Lines from the beginning of the data through the line containing "search page first." are to be copied exactly, with no other line included.
──────── RECORDS FOR PROCESSING
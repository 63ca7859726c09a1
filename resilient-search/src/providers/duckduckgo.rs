//! DuckDuckGo: keyless web search plus news, image, and video verticals.
//!
//! General and academic queries use the HTML-only endpoint at
//! `https://html.duckduckgo.com/html/`, which needs no JavaScript and is
//! tolerant of automated requests. The news, image, and video verticals are
//! served as JSON from `duckduckgo.com/{news,i,v}.js` and need a per-query
//! `vqd` token scraped from the regular search page first.

use async_trait::async_trait;
use chrono::DateTime;
use scraper::{Html, Selector};
use serde_json::Value;
use url::Url;

use super::{first_str, optional_str, parse_timestamp};
use crate::config::EngineConfig;
use crate::error::SearchError;
use crate::http;
use crate::orchestrator::scoring::score_by_position;
use crate::provider::ProviderClient;
use crate::types::{ProviderHits, ProviderResult, SearchKind, SearchQuery};

/// HTML endpoint host.
pub const DEFAULT_HTML_BASE: &str = "https://html.duckduckgo.com";

/// Host serving the token page and the JSON verticals.
pub const DEFAULT_BASE: &str = "https://duckduckgo.com";

/// DuckDuckGo scraper.
#[derive(Debug)]
pub struct DuckDuckGoProvider {
    client: reqwest::Client,
    html_base: String,
    base: String,
    safe_search: bool,
}

impl DuckDuckGoProvider {
    /// Provider id used in statuses and source tags.
    pub const ID: &'static str = "duckduckgo";

    /// Create a DuckDuckGo provider using the public endpoints.
    ///
    /// # Errors
    ///
    /// Returns [`SearchError::Http`] if the HTTP client cannot be built.
    pub fn new(config: &EngineConfig) -> Result<Self, SearchError> {
        Ok(Self {
            client: http::client_for(http::ClientProfile::Browser, config)?,
            html_base: DEFAULT_HTML_BASE.to_string(),
            base: DEFAULT_BASE.to_string(),
            safe_search: config.safe_search,
        })
    }

    /// Override the HTML endpoint host.
    pub fn with_html_base(mut self, html_base: impl Into<String>) -> Self {
        self.html_base = html_base.into().trim_end_matches('/').to_string();
        self
    }

    /// Override the token/JSON host.
    pub fn with_base(mut self, base: impl Into<String>) -> Self {
        self.base = base.into().trim_end_matches('/').to_string();
        self
    }

    async fn search_html(&self, query: &SearchQuery) -> Result<Vec<ProviderResult>, SearchError> {
        let mut params = vec![("q", query.text())];
        if self.safe_search {
            params.push(("kp", "1"));
        }

        let response = self
            .client
            .post(format!("{}/html/", self.html_base))
            .form(&params)
            .header("Accept-Language", "en-US,en;q=0.9")
            .send()
            .await?;
        let status = response.status();
        if !status.is_success() {
            return Err(SearchError::Http(format!("DuckDuckGo returned HTTP {status}")));
        }

        let html = response.text().await?;
        tracing::trace!(bytes = html.len(), "DuckDuckGo HTML response received");

        parse_duckduckgo_html(&html, query.results_per_provider())
    }

    async fn search_vertical(
        &self,
        query: &SearchQuery,
        endpoint: &str,
    ) -> Result<Vec<ProviderResult>, SearchError> {
        let vqd = self.fetch_vqd(query.text()).await?;
        let safe = if self.safe_search { "1" } else { "-1" };

        let response = self
            .client
            .get(format!("{}/{endpoint}", self.base))
            .query(&[
                ("l", "us-en"),
                ("o", "json"),
                ("q", query.text()),
                ("vqd", vqd.as_str()),
                ("p", safe),
            ])
            .header("Referer", format!("{}/", self.base))
            .header("Accept", "application/json")
            .send()
            .await?;
        let status = response.status();
        if !status.is_success() {
            return Err(SearchError::Http(format!(
                "DuckDuckGo {endpoint} returned HTTP {status}"
            )));
        }

        let body: Value = response.json().await?;
        parse_duckduckgo_json(&body, query.results_per_provider())
    }

    /// Fetch the per-query token the JSON verticals require.
    async fn fetch_vqd(&self, text: &str) -> Result<String, SearchError> {
        let response = self
            .client
            .get(format!("{}/", self.base))
            .query(&[("q", text)])
            .send()
            .await?;
        let status = response.status();
        if !status.is_success() {
            return Err(SearchError::Http(format!(
                "DuckDuckGo token page returned HTTP {status}"
            )));
        }
        let page = response.text().await?;
        extract_vqd(&page).ok_or_else(|| SearchError::Parse("DuckDuckGo vqd token not found".into()))
    }
}

#[async_trait]
impl ProviderClient for DuckDuckGoProvider {
    fn id(&self) -> &str {
        Self::ID
    }

    async fn fetch(&self, query: &SearchQuery) -> Result<ProviderHits, SearchError> {
        tracing::trace!(query = query.text(), kind = %query.kind(), "DuckDuckGo search");

        let results = match query.kind() {
            SearchKind::General | SearchKind::Academic => self.search_html(query).await?,
            SearchKind::News => self.search_vertical(query, "news.js").await?,
            SearchKind::Images => self.search_vertical(query, "i.js").await?,
            SearchKind::Videos => self.search_vertical(query, "v.js").await?,
        };

        tracing::debug!(count = results.len(), "DuckDuckGo results parsed");
        Ok(ProviderHits {
            results,
            answer: None,
        })
    }
}

/// Extract the actual URL from DuckDuckGo's redirect wrapper.
///
/// DDG wraps URLs like: `//duckduckgo.com/l/?uddg=https%3A%2F%2Fexample.com&rut=...`
/// We parse out the `uddg` query parameter and URL-decode it.
fn extract_url(href: &str) -> Option<String> {
    let full_href = if href.starts_with("//") {
        format!("https:{href}")
    } else {
        href.to_string()
    };

    let parsed = Url::parse(&full_href).ok()?;

    if parsed.host_str() == Some("duckduckgo.com") && parsed.path().starts_with("/l/") {
        parsed
            .query_pairs()
            .find(|(key, _)| key == "uddg")
            .map(|(_, value)| value.into_owned())
    } else {
        Some(full_href)
    }
}

/// Find the `vqd` token in the search page.
///
/// The page embeds it as `vqd="4-123..."`, `vqd='4-123...'`, or unquoted in
/// a URL (`vqd=4-123...&`).
fn extract_vqd(page: &str) -> Option<String> {
    const QUOTES: &[char] = &['"', '\''];
    const UNQUOTED_END: &[char] = &['&', '"', '\'', ' ', ';', ',', ')', '\n'];

    page.match_indices("vqd=").find_map(|(start, marker)| {
        let rest = &page[start + marker.len()..];
        let (rest, terminators) = match rest.chars().next() {
            Some(quote @ ('"' | '\'')) => (&rest[quote.len_utf8()..], QUOTES),
            _ => (rest, UNQUOTED_END),
        };
        let end = rest.find(terminators).unwrap_or(rest.len());
        let token = &rest[..end];
        (!token.is_empty()).then(|| token.to_string())
    })
}

/// Parse DuckDuckGo HTML response into search results with position scores.
///
/// Extracted as a separate function for testability with mock HTML.
pub(crate) fn parse_duckduckgo_html(
    html: &str,
    max_results: usize,
) -> Result<Vec<ProviderResult>, SearchError> {
    let document = Html::parse_document(html);

    let result_sel = Selector::parse(
        ".result.results_links.results_links_deep:not(.result--ad), .web-result:not(.result--ad)",
    )
    .map_err(|e| SearchError::Parse(format!("invalid result selector: {e:?}")))?;
    let title_sel = Selector::parse(".result__a")
        .map_err(|e| SearchError::Parse(format!("invalid title selector: {e:?}")))?;
    let snippet_sel = Selector::parse(".result__snippet")
        .map_err(|e| SearchError::Parse(format!("invalid snippet selector: {e:?}")))?;

    let mut results = Vec::new();

    for element in document.select(&result_sel) {
        let Some(title_el) = element.select(&title_sel).next() else {
            continue;
        };

        let title = title_el.text().collect::<String>().trim().to_string();
        if title.is_empty() {
            continue;
        }

        let Some(url) = title_el.value().attr("href").and_then(extract_url) else {
            continue;
        };

        let snippet = element
            .select(&snippet_sel)
            .next()
            .map(|el| el.text().collect::<String>().trim().to_string())
            .unwrap_or_default();

        results.push(ProviderResult::new(
            title,
            url,
            snippet,
            0.0,
            DuckDuckGoProvider::ID,
        ));

        if results.len() >= max_results {
            break;
        }
    }

    Ok(score_by_position(results))
}

/// Parse a news/images/videos JSON body into results with position scores.
///
/// Items without any URL are skipped; every other missing field becomes an
/// empty value.
pub(crate) fn parse_duckduckgo_json(
    body: &Value,
    max_results: usize,
) -> Result<Vec<ProviderResult>, SearchError> {
    if !body.is_object() {
        return Err(SearchError::Parse("DuckDuckGo response is not a JSON object".into()));
    }

    let results = body
        .get("results")
        .and_then(Value::as_array)
        .map(|items| {
            items
                .iter()
                .filter_map(parse_vertical_item)
                .take(max_results)
                .collect()
        })
        .unwrap_or_default();

    Ok(score_by_position(results))
}

fn parse_vertical_item(item: &Value) -> Option<ProviderResult> {
    let url = optional_str(item, &["url", "content"])?;

    let mut result = ProviderResult::new(
        first_str(item, &["title"]),
        url,
        first_str(item, &["excerpt", "description", "body"]),
        0.0,
        DuckDuckGoProvider::ID,
    );

    result.published_at = item
        .get("date")
        .and_then(Value::as_i64)
        .and_then(|secs| DateTime::from_timestamp(secs, 0))
        .or_else(|| parse_timestamp(&first_str(item, &["published", "date"])));
    result.image_url = optional_str(item, &["image"]);
    result.thumbnail_url = optional_str(item, &["thumbnail"]).or_else(|| {
        item.get("images")
            .and_then(|images| optional_str(images, &["medium", "small", "large"]))
    });

    Some(result)
}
────────────────
§ RESULT FOR THIS EXERCISE
repository 63ca7859726c09a1
filename resilient-search/src/providers/duckduckgo.rs
//! DuckDuckGo: keyless web search plus news, image, and video verticals.
//!
//! General and academic queries use the HTML-only endpoint at
//! `https://html.duckduckgo.com/html/`, which needs no JavaScript and is
//! tolerant of automated requests. The news, image, and video verticals are
//! served as JSON from `duckduckgo.com/{news,i,v}.js` and need a per-query
//! `vqd` token scraped from the regular search page first.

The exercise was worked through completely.